Australian Space Office

Agency overview
- Formed: 1987
- Dissolved: 1996
- Superseding agency: Australian Space Agency;
- Jurisdiction: Commonwealth of Australia
- Headquarters: Barton, Canberra
- Employees: 20 (1992)
- Annual budget: A$4 million
- Minister responsible: Hon. Peter McGauran, Minister for Science and Technology;
- Parent department: Department of Industry, Technology and Commerce

= Australian Space Office =

The Australian Space Office (ASO) was an agency formed by the Hawke government in 1987 to oversee the National Space Program. The office worked on the initiative along with the Australian Space Board, later the Australian Space Council.
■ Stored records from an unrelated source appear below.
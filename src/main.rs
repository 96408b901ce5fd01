use std::path::PathBuf;
use std::sync::Arc;
use std::time::Duration;

use anyhow::{Context, Result};
use clap::{Parser, Subcommand};
use tokio::net::TcpListener;
use tokio::sync::watch;

use newswire::config::Config;
use newswire::feed::{Crawler, HttpFetcher};
use newswire::server::{self, AppState};
use newswire::service::IngestService;
use newswire::social::{HttpPoster, SocialService};
use newswire::storage::Store;
use newswire::worker;

#[derive(Parser, Debug)]
#[command(name = "newswire", about = "Aggregates syndication feeds and serves them")]
struct Cli {
    /// Path to the TOML configuration file
    #[arg(long, value_name = "FILE", default_value = "newswire.toml")]
    config: PathBuf,

    #[command(subcommand)]
    command: Command,
}

#[derive(Subcommand, Debug)]
enum Command {
    /// Start the HTTP listing API
    Serve,
    /// Start the periodic crawl worker
    Crawl {
        /// Run a single crawl cycle and exit
        #[arg(long)]
        once: bool,
    },
}

#[tokio::main]
async fn main() -> Result<()> {
    tracing_subscriber::fmt()
        .with_env_filter(tracing_subscriber::EnvFilter::from_default_env())
        .init();

    let cli = Cli::parse();
    let config = Config::load(&cli.config)
        .with_context(|| format!("loading config from {}", cli.config.display()))?;

    match cli.command {
        Command::Serve => serve(config).await,
        Command::Crawl { once } => crawl(config, once).await,
    }
}

async fn connect_store(config: &Config) -> Result<Store> {
    let store = Store::connect(&config.database_url)
        .await
        .context("connecting to postgres")?;
    store.migrate().await.context("migrating schema")?;
    Ok(store)
}

fn build_ingest(config: &Config, store: Store) -> IngestService {
    let fetcher = Arc::new(HttpFetcher::new(reqwest::Client::new()));
    let crawler = Crawler::new(fetcher, config.sources.clone());
    IngestService::new(Arc::new(store), crawler)
}

async fn serve(mut config: Config) -> Result<()> {
    config.validate()?;

    let store = connect_store(&config).await?;
    let ingest = Arc::new(build_ingest(&config, store));

    let social = config.social.take().map(|social_config| {
        let poster = HttpPoster::new(
            reqwest::Client::new(),
            social_config.endpoint,
            social_config.token,
        );
        Arc::new(SocialService::new(Arc::new(poster)))
    });

    let state = Arc::new(AppState { ingest, social });
    let app = server::router(state);

    let listener = TcpListener::bind(&config.listen_addr)
        .await
        .with_context(|| format!("binding {}", config.listen_addr))?;
    tracing::info!(addr = %config.listen_addr, "listening");

    axum::serve(listener, app)
        .with_graceful_shutdown(shutdown_signal())
        .await
        .context("server error")?;

    Ok(())
}

async fn crawl(config: Config, once: bool) -> Result<()> {
    config.validate_for_crawl()?;

    let store = connect_store(&config).await?;
    let service = Arc::new(build_ingest(&config, store));

    if once {
        let summary = service.run_crawl_cycle().await?;
        tracing::info!(feeds = summary.feeds, articles = summary.articles, "crawl cycle complete");
        return Ok(());
    }

    let (shutdown_tx, shutdown_rx) = watch::channel(false);
    tokio::spawn(async move {
        shutdown_signal().await;
        let _ = shutdown_tx.send(true);
    });

    worker::run(
        service,
        Duration::from_secs(config.crawl_interval_secs),
        shutdown_rx,
    )
    .await;

    Ok(())
}

async fn shutdown_signal() {
    if let Err(e) = tokio::signal::ctrl_c().await {
        tracing::error!(error = %e, "failed to listen for shutdown signal");
    }
}
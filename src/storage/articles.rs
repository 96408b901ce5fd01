use sqlx::{PgConnection, PgPool, Postgres, QueryBuilder};
use uuid::Uuid;

use super::types::{ArticleRecord, ArticleRow, StoreError};
use crate::domain::{Article, ArticleFilters};

/// Upserts an article keyed on `guid` and returns its identity.
pub(crate) async fn upsert_article(
    conn: &mut PgConnection,
    article: &Article,
    feed_id: Uuid,
) -> Result<Uuid, StoreError> {
    let (id,): (Uuid,) = sqlx::query_as(
        r#"
        INSERT INTO article (feed_id, guid, title, description, link, thumbnail_url, published_at, updated_at)
        VALUES ($1, $2, $3, $4, $5, $6, $7, $8)
        ON CONFLICT (guid) DO UPDATE SET guid = EXCLUDED.guid
        RETURNING id
        "#,
    )
    .bind(feed_id)
    .bind(&article.guid)
    .bind(&article.title)
    .bind(&article.description)
    .bind(&article.link)
    .bind(&article.thumbnail_url)
    .bind(article.published_at)
    .bind(article.updated_at)
    .fetch_one(&mut *conn)
    .await
    .map_err(StoreError::from_sqlx)?;

    Ok(id)
}

pub(crate) async fn select_articles(
    pool: &PgPool,
    filters: &ArticleFilters,
) -> Result<Vec<ArticleRecord>, StoreError> {
    // Category/provider filters apply through the owning feed, so the join
    // only appears when one of them is present.
    let filtered_by_feed = !filters.categories.is_empty() || !filters.providers.is_empty();

    let mut query: QueryBuilder<Postgres> = QueryBuilder::new(
        "SELECT a.id, a.feed_id, a.guid, a.title, a.description, a.link, a.thumbnail_url, \
         a.published_at, a.created_at, a.updated_at \
         FROM article a",
    );
    if filtered_by_feed {
        query.push(" JOIN feed f ON f.id = a.feed_id");
    }

    let mut prefix = " WHERE ";
    if !filters.categories.is_empty() {
        let names: Vec<String> = filters.categories.iter().map(|c| c.as_str().to_string()).collect();
        query.push(prefix).push("f.category = ANY(").push_bind(names).push(")");
        prefix = " AND ";
    }
    if !filters.providers.is_empty() {
        let names: Vec<String> = filters.providers.iter().map(|p| p.as_str().to_string()).collect();
        query.push(prefix).push("f.provider = ANY(").push_bind(names).push(")");
    }

    query.push(" ORDER BY a.published_at DESC NULLS LAST, a.created_at DESC");
    if let Some(limit) = filters.limit {
        query.push(" LIMIT ").push_bind(limit as i64);
    }
    if let Some(offset) = filters.offset {
        query.push(" OFFSET ").push_bind(offset as i64);
    }

    let rows: Vec<ArticleRow> = query
        .build_query_as()
        .fetch_all(pool)
        .await
        .map_err(StoreError::from_sqlx)?;

    Ok(rows.into_iter().map(ArticleRow::into_record).collect())
}
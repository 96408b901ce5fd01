use std::time::Duration;

use async_trait::async_trait;
use futures::StreamExt;
use thiserror::Error;

use crate::domain::Feed;
use crate::feed::normalize::normalize;

const FETCH_TIMEOUT: Duration = Duration::from_secs(30);
const MAX_FEED_SIZE: usize = 10 * 1024 * 1024; // 10MB

/// Errors that can occur while fetching and shaping one source feed.
#[derive(Debug, Error)]
pub enum FetchError {
    /// Network-level error (DNS, connection, TLS, etc.)
    #[error("request failed: {0}")]
    Network(#[from] reqwest::Error),
    /// HTTP response with non-2xx status code
    #[error("HTTP error: status {0}")]
    HttpStatus(u16),
    /// Request exceeded the fetch timeout
    #[error("request timed out")]
    Timeout,
    /// Response body exceeded the size limit
    #[error("response too large")]
    ResponseTooLarge,
    /// Body could not be parsed as RSS or Atom
    #[error("parse error: {0}")]
    Parse(String),
}

/// Capability for turning a source URL into a normalized feed.
///
/// The crawler consumes this trait only; transport concerns live in the
/// implementation.
#[async_trait]
pub trait FeedFetcher: Send + Sync {
    async fn fetch(&self, source_url: &str) -> Result<Feed, FetchError>;
}

/// HTTP implementation of [`FeedFetcher`]: reqwest GET, size-limited body
/// read, `feed-rs` parse, then normalization.
pub struct HttpFetcher {
    client: reqwest::Client,
    timeout: Duration,
    max_response_bytes: usize,
}

impl HttpFetcher {
    pub fn new(client: reqwest::Client) -> Self {
        Self {
            client,
            timeout: FETCH_TIMEOUT,
            max_response_bytes: MAX_FEED_SIZE,
        }
    }

    /// Overrides the timeout and response size limit.
    pub fn with_limits(mut self, timeout: Duration, max_response_bytes: usize) -> Self {
        self.timeout = timeout;
        self.max_response_bytes = max_response_bytes;
        self
    }
}

#[async_trait]
impl FeedFetcher for HttpFetcher {
    async fn fetch(&self, source_url: &str) -> Result<Feed, FetchError> {
        let response = tokio::time::timeout(self.timeout, self.client.get(source_url).send())
            .await
            .map_err(|_| FetchError::Timeout)?
            .map_err(FetchError::Network)?;

        if !response.status().is_success() {
            return Err(FetchError::HttpStatus(response.status().as_u16()));
        }

        let bytes = read_limited_bytes(response, self.max_response_bytes).await?;

        let raw = feed_rs::parser::parse(&bytes[..]).map_err(|e| FetchError::Parse(e.to_string()))?;

        Ok(normalize(source_url, raw))
    }
}

/// Reads the response body in chunks, failing as soon as the size limit is
/// exceeded rather than buffering an unbounded payload.
async fn read_limited_bytes(response: reqwest::Response, limit: usize) -> Result<Vec<u8>, FetchError> {
    // Fast path: check Content-Length header
    if let Some(len) = response.content_length() {
        if len as usize > limit {
            return Err(FetchError::ResponseTooLarge);
        }
    }

    let mut bytes = Vec::new();
    let mut stream = response.bytes_stream();

    while let Some(chunk) = stream.next().await {
        let chunk = chunk.map_err(FetchError::Network)?;
        if bytes.len().saturating_add(chunk.len()) > limit {
            return Err(FetchError::ResponseTooLarge);
        }
        bytes.extend_from_slice(&chunk);
    }

    Ok(bytes)
}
As part of the larger National Space Program, the ASO was established specifically to act as the secretariat and day-to-day manager of the advisory decisions made by the ASB/ASC. The office was abolished in 1996 by the Howard government after a review by the Bureau of Industry Economics.

== Development ==
The ASO's primary defined function was to oversee the development of an export-oriented commercial space industry within Australia, focusing on five main sectors:

1. Space Projects, overseeing the development and launch of NSP-funded space programs
2. Launch Services, responsible for overseeing the numerous private space launch facility proposals that arose in the 1980s and 1990s
3. Space Policy, responsible for developing space policy aside the ASB/ASC
4. NASA Administration, which handled all Australian collaboration with NASA
5. The Canberra Deep Space Communication Complex, a major tracking and communication satellite complex located in Tidbinbilla, Canberra

During the years it existed, the ASO oversaw the development of a satellite and a proposed spaceport. The spaceport was an initiative to develop a commercial rocket launchpad in Cape York Peninsula, Queensland, however it did not come to fruition.